→ Work task
Only the lines from the start of the entries up to and including the line with "to the worker." should be written out, exactly as they stand.

Stored data entries
###

use axum::{
    body::Bytes,
    extract::{Path, Query, State},
    http::StatusCode,
    Extension, Json,
};
use beadcat_core::{CrawlOptionsRequest, CrawlRunState, RunStatus};
use chrono::{DateTime, Utc};
use serde::{Deserialize, Serialize};
use uuid::Uuid;

use crate::jobs::JobQueueError;
use crate::middleware::RequestId;

use super::{map_db_error, normalize_limit, ApiError, ApiResponse, AppState, ResponseMeta};

#[derive(Debug, Serialize)]
pub(super) struct CrawlerItem {
    name: &'static str,
    seed_url: String,
}

#[derive(Debug, Serialize)]
pub(super) struct JobEnqueued {
    message: String,
    job_id: Uuid,
}

#[derive(Debug, Deserialize)]
pub(super) struct CrawlRunsQuery {
    pub limit: Option<i64>,
}

#[derive(Debug, Serialize)]
pub(super) struct CrawlRunItem {
    run_id: Uuid,
    crawler_name: String,
    status: String,
    attempt: i32,
    options: serde_json::Value,
    error_message: Option<String>,
    requested_at: DateTime<Utc>,
    completed_at: Option<DateTime<Utc>>,
    updated_at: DateTime<Utc>,
}

impl From<beadcat_db::CrawlRunRow> for CrawlRunItem {
    fn from(row: beadcat_db::CrawlRunRow) -> Self {
        Self {
            run_id: row.public_id,
            crawler_name: row.crawler_name,
            status: row.status,
            attempt: row.attempt,
            options: row.options,
            error_message: row.error_message,
            requested_at: row.requested_at,
            completed_at: row.completed_at,
            updated_at: row.updated_at,
        }
    }
}

pub(super) async fn list_crawlers(
    Extension(req_id): Extension<RequestId>,
) -> Result<Json<ApiResponse<Vec<CrawlerItem>>>, ApiError> {
    let mut data = Vec::new();
    for name in beadcat_crawler::crawler_names() {
        let crawler = beadcat_crawler::resolve(name).map_err(|e| {
            tracing::error!(crawler = name, error = %e, "registered crawler failed to build");
            ApiError::new(req_id.0.clone(), "internal_error", "crawler registry error")
        })?;
        data.push(CrawlerItem {
            name,
            seed_url: crawler.seed_url().to_string(),
        });
    }

    Ok(Json(ApiResponse {
        data,
        meta: ResponseMeta::new(req_id.0),
    }))
}

/// `POST /admin/crawlers/{name}/run`: validates the request, records the run
/// as queued and hands it to the worker.
pub(super) async fn run_crawler(
    State(state): State<AppState>,
    Extension(req_id): Extension<RequestId>,
    Path(name): Path<String>,
    body: Bytes,
) -> Result<(StatusCode, Json<ApiResponse<JobEnqueued>>), ApiError> {
    let request = parse_options(&body)
        .map_err(|e| ApiError::new(req_id.0.clone(), "validation_error", e))?;
    let options = request
        .validate()
        .map_err(|e| ApiError::new(req_id.0.clone(), "validation_error", e.to_string()))?;
    let mut run = beadcat_crawler::request_run(&name, options)
        .map_err(|e| ApiError::new(req_id.0.clone(), "bad_request", e.to_string()))?;

    beadcat_db::record_crawl_run(&state.pool, &run)
        .await
        .map_err(|e| map_db_error(req_id.0.clone(), &e))?;

    if let Err(e) = state.jobs.submit(run.clone()) {
        discard_best_effort(&state, &mut run, &e).await;
        let code = match e {
            JobQueueError::Full => "queue_full",
            JobQueueError::Closed => "service_unavailable",
        };
        return Err(ApiError::new(req_id.0, code, e.to_string()));
    }

    tracing::info!(run_id = %run.run_id, crawler = %name, "crawl job enqueued");
    Ok((
        StatusCode::ACCEPTED,
        Json(ApiResponse {
            data: JobEnqueued {
                message: format!("Crawler {name} job enqueued"),
                job_id: run.run_id,
            },
            meta: ResponseMeta::new(req_id.0),
        }),
    ))
}

pub(super) async fn list_crawl_runs(
    State(state): State<AppState>,
    Extension(req_id): Extension<RequestId>,
    Query(query): Query<CrawlRunsQuery>,
) -> Result<Json<ApiResponse<Vec<CrawlRunItem>>>, ApiError> {
    let rows = beadcat_db::list_crawl_runs(&state.pool, normalize_limit(query.limit))
        .await
        .map_err(|e| map_db_error(req_id.0.clone(), &e))?;

    Ok(Json(ApiResponse {
        data: rows.into_iter().map(CrawlRunItem::from).collect(),
        meta: ResponseMeta::new(req_id.0),
    }))
}

pub(super) async fn get_crawl_run(
    State(state): State<AppState>,
    Extension(req_id): Extension<RequestId>,
    Path(run_id): Path<Uuid>,
) -> Result<Json<ApiResponse<CrawlRunItem>>, ApiError> {
    let row = beadcat_db::get_crawl_run(&state.pool, run_id)
        .await
        .map_err(|e| map_db_error(req_id.0.clone(), &e))?
        .ok_or_else(|| {
            ApiError::new(
                req_id.0.clone(),
                "not_found",
                format!("crawl run {run_id} not found"),
            )
        })?;

    Ok(Json(ApiResponse {
        data: CrawlRunItem::from(row),
        meta: ResponseMeta::new(req_id.0),
    }))
}

/// An empty body means default options.
fn parse_options(body: &[u8]) -> Result<CrawlOptionsRequest, String> {
    if body.iter().all(u8::is_ascii_whitespace) {
        return Ok(CrawlOptionsRequest::default());
    }
    serde_json::from_slice(body).map_err(|e| format!("invalid crawl options: {e}"))
}

/// Marks a run that never reached the worker as discarded so it does not sit
/// in `queued` forever.
async fn discard_best_effort(state: &AppState, run: &mut CrawlRunState, reason: &JobQueueError) {
    run.last_error = Some(reason.to_string());
    if run.transition(RunStatus::Discarded).is_err() {
        return;
    }
    if let Err(e) = beadcat_db::record_crawl_run(&state.pool, run).await {
        tracing::error!(run_id = %run.run_id, error = %e, "failed to mark unqueued run as discarded");
    }
}

#[cfg(test)]
mod tests {
    use super::*;

    #[test]
    fn empty_body_yields_default_options() {
        assert_eq!(parse_options(b"").unwrap(), CrawlOptionsRequest::default());
        assert_eq!(parse_options(b"  \n").unwrap(), CrawlOptionsRequest::default());
    }

    #[test]
    fn body_fields_are_parsed() {
        let request = parse_options(br#"{"max_pages": 3, "cache_responses": true}"#).unwrap();
        assert_eq!(request.max_pages, Some(3));
        assert_eq!(request.cache_responses, Some(true));
    }

    #[test]
    fn malformed_body_is_reported() {
        let err = parse_options(b"{not json").unwrap_err();
        assert!(err.starts_with("invalid crawl options"));
    }

    #[test]
    fn crawl_run_item_is_serializable() {
        let item = CrawlRunItem {
            run_id: Uuid::new_v4(),
            crawler_name: "fire_mountain_gems".to_string(),
            status: "retrying".to_string(),
            attempt: 2,
            options: serde_json::json!({"concurrency": 2}),
            error_message: Some("seed page returned 503".to_string()),
            requested_at: Utc::now(),
            completed_at: None,
            updated_at: Utc::now(),
        };

        let json = serde_json::to_string(&item).expect("serialize crawl run");
        assert!(json.contains("\"crawler_name\":\"fire_mountain_gems\""));
        assert!(json.contains("\"attempt\":2"));
    }
}
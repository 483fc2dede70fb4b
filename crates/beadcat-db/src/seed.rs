use beadcat_crawler::code::CodeTable;
use sqlx::PgPool;

use crate::DbError;

/// Base color families every catalog starts with.
pub const STARTER_COLORS: &[&str] = &[
    "Transparent",
    "Translucent",
    "Black",
    "Grey",
    "White",
    "Pink",
    "Red",
    "Orange",
    "Yellow",
    "Green",
    "Blue",
    "Purple",
    "Brown",
    "Beige",
    "Gold",
    "Silver",
];

/// Finishes common across brands.
pub const STARTER_FINISHES: &[&str] = &[
    "Matte",
    "Glossy",
    "Metallic",
    "Galvanized",
    "AB",
    "Luster",
    "Ceylon",
    "Opaque",
    "Lined",
    "Silver Lined",
    "Gold Lined",
    "Iris",
    "Duracoat",
    "Picasso",
];

#[derive(Debug, Clone, Copy, Default, PartialEq, Eq)]
pub struct SeedReport {
    pub brand_id: i64,
    pub type_id: i64,
    pub sizes: usize,
}

/// Upsert a brand, its bead type and every size named by `table`.
///
/// All upserts run inside a single transaction; if any operation fails the
/// entire batch is rolled back.
///
/// # Errors
///
/// Returns [`DbError::Sqlx`] if any database operation fails.
pub async fn seed_code_table(
    pool: &PgPool,
    brand_name: &str,
    website: Option<&str>,
    table: &CodeTable,
) -> Result<SeedReport, DbError> {
    let mut tx = pool.begin().await?;

    let brand_id: i64 = sqlx::query_scalar(
        "INSERT INTO bead_brands (name, website) VALUES ($1, $2) \
         ON CONFLICT (name) DO UPDATE SET \
             website = COALESCE(EXCLUDED.website, bead_brands.website), \
             updated_at = NOW() \
         RETURNING id",
    )
    .bind(brand_name)
    .bind(website)
    .fetch_one(&mut *tx)
    .await?;

    let type_id: i64 = sqlx::query_scalar(
        "INSERT INTO bead_types (brand_id, name) VALUES ($1, $2) \
         ON CONFLICT (brand_id, name) DO UPDATE SET name = EXCLUDED.name \
         RETURNING id",
    )
    .bind(brand_id)
    .bind(table.type_name)
    .fetch_one(&mut *tx)
    .await?;

    let mut sizes = 0usize;
    for entry in table.prefixes {
        sqlx::query(
            "INSERT INTO bead_sizes (brand_id, type_id, size) VALUES ($1, $2, $3) \
             ON CONFLICT (brand_id, type_id, size) DO NOTHING",
        )
        .bind(brand_id)
        .bind(type_id)
        .bind(entry.size)
        .execute(&mut *tx)
        .await?;
        sizes += 1;
    }

    tx.commit().await?;

    tracing::info!(
        brand = brand_name,
        bead_type = table.type_name,
        sizes,
        "seeded code table"
    );

    Ok(SeedReport {
        brand_id,
        type_id,
        sizes,
    })
}

/// Insert any missing colors and finishes. Existing rows are left untouched.
///
/// Returns the number of new `(colors, finishes)` rows.
///
/// # Errors
///
/// Returns [`DbError::Sqlx`] if any database operation fails.
pub async fn seed_taxonomy(
    pool: &PgPool,
    colors: &[&str],
    finishes: &[&str],
) -> Result<(usize, usize), DbError> {
    let mut tx = pool.begin().await?;
    let mut new_colors = 0usize;
    let mut new_finishes = 0usize;

    for color in colors {
        let result =
            sqlx::query("INSERT INTO bead_colors (name) VALUES ($1) ON CONFLICT (name) DO NOTHING")
                .bind(color)
                .execute(&mut *tx)
                .await?;
        if result.rows_affected() == 1 {
            new_colors += 1;
        }
    }

    for finish in finishes {
        let result = sqlx::query(
            "INSERT INTO bead_finishes (name) VALUES ($1) ON CONFLICT (name) DO NOTHING",
        )
        .bind(finish)
        .execute(&mut *tx)
        .await?;
        if result.rows_affected() == 1 {
            new_finishes += 1;
        }
    }

    tx.commit().await?;
    Ok((new_colors, new_finishes))
}
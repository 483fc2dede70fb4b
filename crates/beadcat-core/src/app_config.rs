use std::net::SocketAddr;
use std::path::PathBuf;

#[derive(Debug, Clone, PartialEq, Eq)]
pub enum Environment {
    Development,
    Test,
    Production,
}

impl std::fmt::Display for Environment {
    fn fmt(&self, f: &mut std::fmt::Formatter<'_>) -> std::fmt::Result {
        match self {
            Environment::Development => write!(f, "development"),
            Environment::Test => write!(f, "test"),
            Environment::Production => write!(f, "production"),
        }
    }
}

#[derive(Clone)]
pub struct AppConfig {
    pub database_url: String,
    pub env: Environment,
    pub bind_addr: SocketAddr,
    pub log_level: String,
    pub db_max_connections: u32,
    pub db_min_connections: u32,
    pub db_acquire_timeout_secs: u64,
    pub crawler_request_timeout_secs: u64,
    pub crawler_user_agent: String,
    pub crawler_max_retries: u32,
    pub crawler_retry_backoff_base_ms: u64,
    pub run_max_attempts: u32,
    pub run_backoff_base_secs: u64,
    /// Optional YAML file overriding the built-in color family aliases.
    pub color_aliases_path: Option<PathBuf>,
    /// Six-field cron expression for scheduled crawls; `None` disables them.
    pub crawl_cron: Option<String>,
    pub api_keys: Option<String>,
}

impl std::fmt::Debug for AppConfig {
    fn fmt(&self, f: &mut std::fmt::Formatter<'_>) -> std::fmt::Result {
        f.debug_struct("AppConfig")
            .field("env", &self.env)
            .field("bind_addr", &self.bind_addr)
            .field("log_level", &self.log_level)
            .field("database_url", &"[redacted]")
            .field("db_max_connections", &self.db_max_connections)
            .field("db_min_connections", &self.db_min_connections)
            .field("db_acquire_timeout_secs", &self.db_acquire_timeout_secs)
            .field(
                "crawler_request_timeout_secs",
                &self.crawler_request_timeout_secs,
            )
            .field("crawler_user_agent", &self.crawler_user_agent)
            .field("crawler_max_retries", &self.crawler_max_retries)
            .field(
                "crawler_retry_backoff_base_ms",
                &self.crawler_retry_backoff_base_ms,
            )
            .field("run_max_attempts", &self.run_max_attempts)
            .field("run_backoff_base_secs", &self.run_backoff_base_secs)
            .field("color_aliases_path", &self.color_aliases_path)
            .field("crawl_cron", &self.crawl_cron)
            .field("api_keys", &self.api_keys.as_ref().map(|_| "[redacted]"))
            .finish()
    }
}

###

→ Your response
use axum::{
    body::Bytes,
    extract::{Path, Query, State},
    http::StatusCode,
    Extension, Json,
};
use beadcat_core::{CrawlOptionsRequest, CrawlRunState, RunStatus};
use chrono::{DateTime, Utc};
use serde::{Deserialize, Serialize};
use uuid::Uuid;

use crate::jobs::JobQueueError;
use crate::middleware::RequestId;

use super::{map_db_error, normalize_limit, ApiError, ApiResponse, AppState, ResponseMeta};

#[derive(Debug, Serialize)]
pub(super) struct CrawlerItem {
    name: &'static str,
    seed_url: String,
}

#[derive(Debug, Serialize)]
pub(super) struct JobEnqueued {
    message: String,
    job_id: Uuid,
}

#[derive(Debug, Deserialize)]
pub(super) struct CrawlRunsQuery {
    pub limit: Option<i64>,
}

#[derive(Debug, Serialize)]
pub(super) struct CrawlRunItem {
    run_id: Uuid,
    crawler_name: String,
    status: String,
    attempt: i32,
    options: serde_json::Value,
    error_message: Option<String>,
    requested_at: DateTime<Utc>,
    completed_at: Option<DateTime<Utc>>,
    updated_at: DateTime<Utc>,
}

impl From<beadcat_db::CrawlRunRow> for CrawlRunItem {
    fn from(row: beadcat_db::CrawlRunRow) -> Self {
        Self {
            run_id: row.public_id,
            crawler_name: row.crawler_name,
            status: row.status,
            attempt: row.attempt,
            options: row.options,
            error_message: row.error_message,
            requested_at: row.requested_at,
            completed_at: row.completed_at,
            updated_at: row.updated_at,
        }
    }
}

pub(super) async fn list_crawlers(
    Extension(req_id): Extension<RequestId>,
) -> Result<Json<ApiResponse<Vec<CrawlerItem>>>, ApiError> {
    let mut data = Vec::new();
    for name in beadcat_crawler::crawler_names() {
        let crawler = beadcat_crawler::resolve(name).map_err(|e| {
            tracing::error!(crawler = name, error = %e, "registered crawler failed to build");
            ApiError::new(req_id.0.clone(), "internal_error", "crawler registry error")
        })?;
        data.push(CrawlerItem {
            name,
            seed_url: crawler.seed_url().to_string(),
        });
    }

    Ok(Json(ApiResponse {
        data,
        meta: ResponseMeta::new(req_id.0),
    }))
}

/// `POST /admin/crawlers/{name}/run`: validates the request, records the run
/// as queued and hands it to the worker.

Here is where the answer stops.